::: LISTED ENTRIES :::

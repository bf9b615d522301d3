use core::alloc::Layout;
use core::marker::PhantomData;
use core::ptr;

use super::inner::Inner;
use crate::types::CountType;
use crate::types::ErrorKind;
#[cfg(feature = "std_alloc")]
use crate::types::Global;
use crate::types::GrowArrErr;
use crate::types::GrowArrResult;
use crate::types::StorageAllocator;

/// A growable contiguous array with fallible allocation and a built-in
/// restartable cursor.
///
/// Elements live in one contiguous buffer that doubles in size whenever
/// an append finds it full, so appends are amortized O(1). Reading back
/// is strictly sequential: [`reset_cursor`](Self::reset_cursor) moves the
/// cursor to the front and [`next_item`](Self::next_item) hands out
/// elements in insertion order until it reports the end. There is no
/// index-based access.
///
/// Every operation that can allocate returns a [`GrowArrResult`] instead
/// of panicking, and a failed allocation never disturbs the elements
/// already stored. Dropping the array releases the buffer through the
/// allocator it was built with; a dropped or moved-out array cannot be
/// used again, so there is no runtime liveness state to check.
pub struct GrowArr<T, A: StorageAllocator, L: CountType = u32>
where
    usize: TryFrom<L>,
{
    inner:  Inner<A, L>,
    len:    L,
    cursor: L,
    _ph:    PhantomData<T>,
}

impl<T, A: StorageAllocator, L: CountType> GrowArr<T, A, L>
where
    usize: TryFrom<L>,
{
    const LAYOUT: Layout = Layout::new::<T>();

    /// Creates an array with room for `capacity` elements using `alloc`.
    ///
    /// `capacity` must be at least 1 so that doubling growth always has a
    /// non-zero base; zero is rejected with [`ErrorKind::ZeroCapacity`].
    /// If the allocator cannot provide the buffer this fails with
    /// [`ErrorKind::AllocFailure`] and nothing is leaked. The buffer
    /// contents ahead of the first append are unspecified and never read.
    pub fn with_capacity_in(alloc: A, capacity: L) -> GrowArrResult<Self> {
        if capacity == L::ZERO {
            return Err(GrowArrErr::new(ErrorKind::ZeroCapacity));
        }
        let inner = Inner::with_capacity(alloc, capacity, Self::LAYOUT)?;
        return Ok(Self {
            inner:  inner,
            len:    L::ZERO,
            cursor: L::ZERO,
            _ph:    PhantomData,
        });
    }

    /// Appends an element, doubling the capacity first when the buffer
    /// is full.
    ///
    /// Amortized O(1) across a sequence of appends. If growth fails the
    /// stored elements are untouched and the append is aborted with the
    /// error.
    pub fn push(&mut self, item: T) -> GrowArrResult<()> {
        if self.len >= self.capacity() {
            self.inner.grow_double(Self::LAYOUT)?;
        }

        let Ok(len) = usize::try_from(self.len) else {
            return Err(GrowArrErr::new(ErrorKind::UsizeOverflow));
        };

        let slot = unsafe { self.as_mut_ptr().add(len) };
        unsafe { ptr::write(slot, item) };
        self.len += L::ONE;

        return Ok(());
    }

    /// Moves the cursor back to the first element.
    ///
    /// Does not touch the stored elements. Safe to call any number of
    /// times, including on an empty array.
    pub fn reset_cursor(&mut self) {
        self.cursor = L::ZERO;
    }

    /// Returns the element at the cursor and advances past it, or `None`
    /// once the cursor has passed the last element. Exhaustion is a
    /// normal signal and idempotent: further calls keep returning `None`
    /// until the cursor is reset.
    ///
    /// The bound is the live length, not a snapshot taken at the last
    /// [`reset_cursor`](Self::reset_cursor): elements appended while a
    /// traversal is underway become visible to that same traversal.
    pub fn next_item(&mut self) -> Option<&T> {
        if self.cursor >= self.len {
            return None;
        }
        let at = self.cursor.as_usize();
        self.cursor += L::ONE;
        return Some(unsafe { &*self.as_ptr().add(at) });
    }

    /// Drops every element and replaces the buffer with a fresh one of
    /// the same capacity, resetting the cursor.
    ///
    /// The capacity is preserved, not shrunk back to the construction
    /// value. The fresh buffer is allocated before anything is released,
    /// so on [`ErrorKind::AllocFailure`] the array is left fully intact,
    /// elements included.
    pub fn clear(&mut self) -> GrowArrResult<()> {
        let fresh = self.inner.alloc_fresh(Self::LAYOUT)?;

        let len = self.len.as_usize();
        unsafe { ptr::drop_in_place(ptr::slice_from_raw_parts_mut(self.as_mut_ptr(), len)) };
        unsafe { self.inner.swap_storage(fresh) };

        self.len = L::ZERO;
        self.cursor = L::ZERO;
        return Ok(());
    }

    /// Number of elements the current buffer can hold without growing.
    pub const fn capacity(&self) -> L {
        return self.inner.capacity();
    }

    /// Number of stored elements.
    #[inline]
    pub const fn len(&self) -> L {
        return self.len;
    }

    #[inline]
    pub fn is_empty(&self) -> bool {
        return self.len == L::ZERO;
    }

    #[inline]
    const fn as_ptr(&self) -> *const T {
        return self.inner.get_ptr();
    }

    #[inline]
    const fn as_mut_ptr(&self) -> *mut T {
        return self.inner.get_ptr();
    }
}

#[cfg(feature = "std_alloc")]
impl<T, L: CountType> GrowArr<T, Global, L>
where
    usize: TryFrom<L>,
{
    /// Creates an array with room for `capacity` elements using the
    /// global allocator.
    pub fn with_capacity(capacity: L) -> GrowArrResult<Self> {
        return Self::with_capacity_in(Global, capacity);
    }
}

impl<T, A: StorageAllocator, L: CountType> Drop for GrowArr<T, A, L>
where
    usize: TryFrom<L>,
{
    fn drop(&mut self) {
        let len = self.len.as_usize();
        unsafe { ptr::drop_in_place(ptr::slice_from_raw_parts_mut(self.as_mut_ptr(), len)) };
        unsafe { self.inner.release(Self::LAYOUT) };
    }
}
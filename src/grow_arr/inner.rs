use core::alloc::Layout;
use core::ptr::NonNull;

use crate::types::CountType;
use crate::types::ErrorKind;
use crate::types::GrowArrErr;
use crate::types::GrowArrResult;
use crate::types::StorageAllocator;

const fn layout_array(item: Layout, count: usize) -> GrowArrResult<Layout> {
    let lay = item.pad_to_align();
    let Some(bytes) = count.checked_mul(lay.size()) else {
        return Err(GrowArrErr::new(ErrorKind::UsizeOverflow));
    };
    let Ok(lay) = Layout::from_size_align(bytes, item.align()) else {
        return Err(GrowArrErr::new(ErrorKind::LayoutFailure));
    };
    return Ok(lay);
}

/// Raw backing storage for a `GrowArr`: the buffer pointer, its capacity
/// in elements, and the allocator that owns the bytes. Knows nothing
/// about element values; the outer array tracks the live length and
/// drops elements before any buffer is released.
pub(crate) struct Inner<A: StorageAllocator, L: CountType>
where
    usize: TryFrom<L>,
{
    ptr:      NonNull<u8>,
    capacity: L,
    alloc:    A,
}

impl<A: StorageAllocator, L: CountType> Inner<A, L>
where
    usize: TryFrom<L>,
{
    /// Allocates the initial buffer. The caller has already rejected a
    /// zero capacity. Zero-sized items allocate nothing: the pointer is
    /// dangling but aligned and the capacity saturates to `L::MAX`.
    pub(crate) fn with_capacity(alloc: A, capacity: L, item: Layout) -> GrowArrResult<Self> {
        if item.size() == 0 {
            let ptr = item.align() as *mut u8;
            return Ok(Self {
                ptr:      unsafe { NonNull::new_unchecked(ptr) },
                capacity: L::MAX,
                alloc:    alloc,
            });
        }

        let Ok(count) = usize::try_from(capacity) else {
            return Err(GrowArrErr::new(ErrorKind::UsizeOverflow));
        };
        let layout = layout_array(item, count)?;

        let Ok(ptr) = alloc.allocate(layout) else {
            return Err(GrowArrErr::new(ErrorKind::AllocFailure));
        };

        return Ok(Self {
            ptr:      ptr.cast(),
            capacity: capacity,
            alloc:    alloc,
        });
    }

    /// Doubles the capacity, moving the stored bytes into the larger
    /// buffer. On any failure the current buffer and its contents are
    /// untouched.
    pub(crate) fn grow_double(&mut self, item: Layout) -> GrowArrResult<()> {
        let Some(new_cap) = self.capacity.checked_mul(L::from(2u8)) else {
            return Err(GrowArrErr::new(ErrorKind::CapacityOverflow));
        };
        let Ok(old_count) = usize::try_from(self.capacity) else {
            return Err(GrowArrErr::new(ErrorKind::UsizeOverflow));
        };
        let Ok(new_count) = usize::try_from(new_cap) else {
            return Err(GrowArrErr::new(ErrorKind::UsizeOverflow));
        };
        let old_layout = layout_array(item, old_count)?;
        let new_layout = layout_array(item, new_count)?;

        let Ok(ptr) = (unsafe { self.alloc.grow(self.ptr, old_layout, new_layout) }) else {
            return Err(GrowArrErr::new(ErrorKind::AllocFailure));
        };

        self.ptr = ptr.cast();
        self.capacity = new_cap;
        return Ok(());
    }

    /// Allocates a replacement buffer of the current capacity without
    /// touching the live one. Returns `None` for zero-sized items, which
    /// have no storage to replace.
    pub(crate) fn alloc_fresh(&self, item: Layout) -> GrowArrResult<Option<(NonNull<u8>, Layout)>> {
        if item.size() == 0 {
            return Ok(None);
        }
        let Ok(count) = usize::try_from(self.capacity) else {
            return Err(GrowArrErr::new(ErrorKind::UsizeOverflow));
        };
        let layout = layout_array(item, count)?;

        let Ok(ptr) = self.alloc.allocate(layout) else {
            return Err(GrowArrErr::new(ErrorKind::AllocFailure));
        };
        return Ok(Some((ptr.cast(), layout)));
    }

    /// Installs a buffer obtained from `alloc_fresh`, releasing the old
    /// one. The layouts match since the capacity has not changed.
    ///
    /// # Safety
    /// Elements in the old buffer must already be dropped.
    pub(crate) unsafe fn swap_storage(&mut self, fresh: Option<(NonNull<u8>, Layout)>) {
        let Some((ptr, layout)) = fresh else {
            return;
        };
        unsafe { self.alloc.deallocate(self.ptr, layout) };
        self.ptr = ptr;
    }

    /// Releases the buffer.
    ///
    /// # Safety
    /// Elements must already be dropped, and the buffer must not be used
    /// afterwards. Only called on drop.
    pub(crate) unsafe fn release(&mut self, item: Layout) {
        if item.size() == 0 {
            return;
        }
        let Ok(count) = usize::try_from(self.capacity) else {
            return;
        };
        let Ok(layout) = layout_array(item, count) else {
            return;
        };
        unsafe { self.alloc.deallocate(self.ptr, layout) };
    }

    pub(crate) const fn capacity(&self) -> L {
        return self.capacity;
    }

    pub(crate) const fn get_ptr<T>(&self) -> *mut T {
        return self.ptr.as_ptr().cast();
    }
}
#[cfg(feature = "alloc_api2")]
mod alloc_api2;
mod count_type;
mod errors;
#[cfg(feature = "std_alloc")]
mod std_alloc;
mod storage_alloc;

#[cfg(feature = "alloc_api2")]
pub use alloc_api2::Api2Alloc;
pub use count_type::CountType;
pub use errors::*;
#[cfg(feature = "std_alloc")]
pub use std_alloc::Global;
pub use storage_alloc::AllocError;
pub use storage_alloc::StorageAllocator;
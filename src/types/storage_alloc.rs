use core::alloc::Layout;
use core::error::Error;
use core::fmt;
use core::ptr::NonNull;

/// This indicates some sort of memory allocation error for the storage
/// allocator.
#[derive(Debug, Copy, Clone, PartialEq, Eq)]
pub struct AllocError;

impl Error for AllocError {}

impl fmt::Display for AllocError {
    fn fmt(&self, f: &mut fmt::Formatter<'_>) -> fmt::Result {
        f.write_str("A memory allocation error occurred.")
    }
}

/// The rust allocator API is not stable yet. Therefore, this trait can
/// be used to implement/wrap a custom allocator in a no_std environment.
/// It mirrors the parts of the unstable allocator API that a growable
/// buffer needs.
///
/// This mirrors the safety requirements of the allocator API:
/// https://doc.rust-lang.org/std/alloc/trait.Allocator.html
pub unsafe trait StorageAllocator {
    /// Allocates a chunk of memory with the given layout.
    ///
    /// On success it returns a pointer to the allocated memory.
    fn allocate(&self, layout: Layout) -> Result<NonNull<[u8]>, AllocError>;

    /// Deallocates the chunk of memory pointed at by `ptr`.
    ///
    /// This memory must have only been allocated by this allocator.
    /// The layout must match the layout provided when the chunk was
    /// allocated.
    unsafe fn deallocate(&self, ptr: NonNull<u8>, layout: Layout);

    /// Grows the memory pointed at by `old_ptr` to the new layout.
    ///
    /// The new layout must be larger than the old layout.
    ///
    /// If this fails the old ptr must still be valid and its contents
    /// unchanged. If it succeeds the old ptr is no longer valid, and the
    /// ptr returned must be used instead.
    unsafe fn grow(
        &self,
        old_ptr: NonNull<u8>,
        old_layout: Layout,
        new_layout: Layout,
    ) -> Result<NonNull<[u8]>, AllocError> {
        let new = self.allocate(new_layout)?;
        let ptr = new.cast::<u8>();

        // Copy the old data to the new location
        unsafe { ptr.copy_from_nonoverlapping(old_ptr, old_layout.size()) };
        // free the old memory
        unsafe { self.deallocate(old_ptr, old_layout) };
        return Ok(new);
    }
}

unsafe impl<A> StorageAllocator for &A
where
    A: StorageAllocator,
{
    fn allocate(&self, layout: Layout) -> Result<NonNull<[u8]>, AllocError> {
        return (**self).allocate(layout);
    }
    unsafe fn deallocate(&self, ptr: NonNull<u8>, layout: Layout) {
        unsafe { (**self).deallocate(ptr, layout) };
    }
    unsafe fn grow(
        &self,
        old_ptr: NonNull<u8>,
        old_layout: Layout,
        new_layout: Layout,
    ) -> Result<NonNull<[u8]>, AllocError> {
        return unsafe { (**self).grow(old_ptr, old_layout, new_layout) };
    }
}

:::

[WHAT YOU SHOULD DO]: Return a copy of each line in the records above that has "first" in it.

[YOUR SOLUTION]:
    /// contents ahead of the first append are unspecified and never read.
    /// Appends an element, doubling the capacity first when the buffer
    /// Moves the cursor back to the first element.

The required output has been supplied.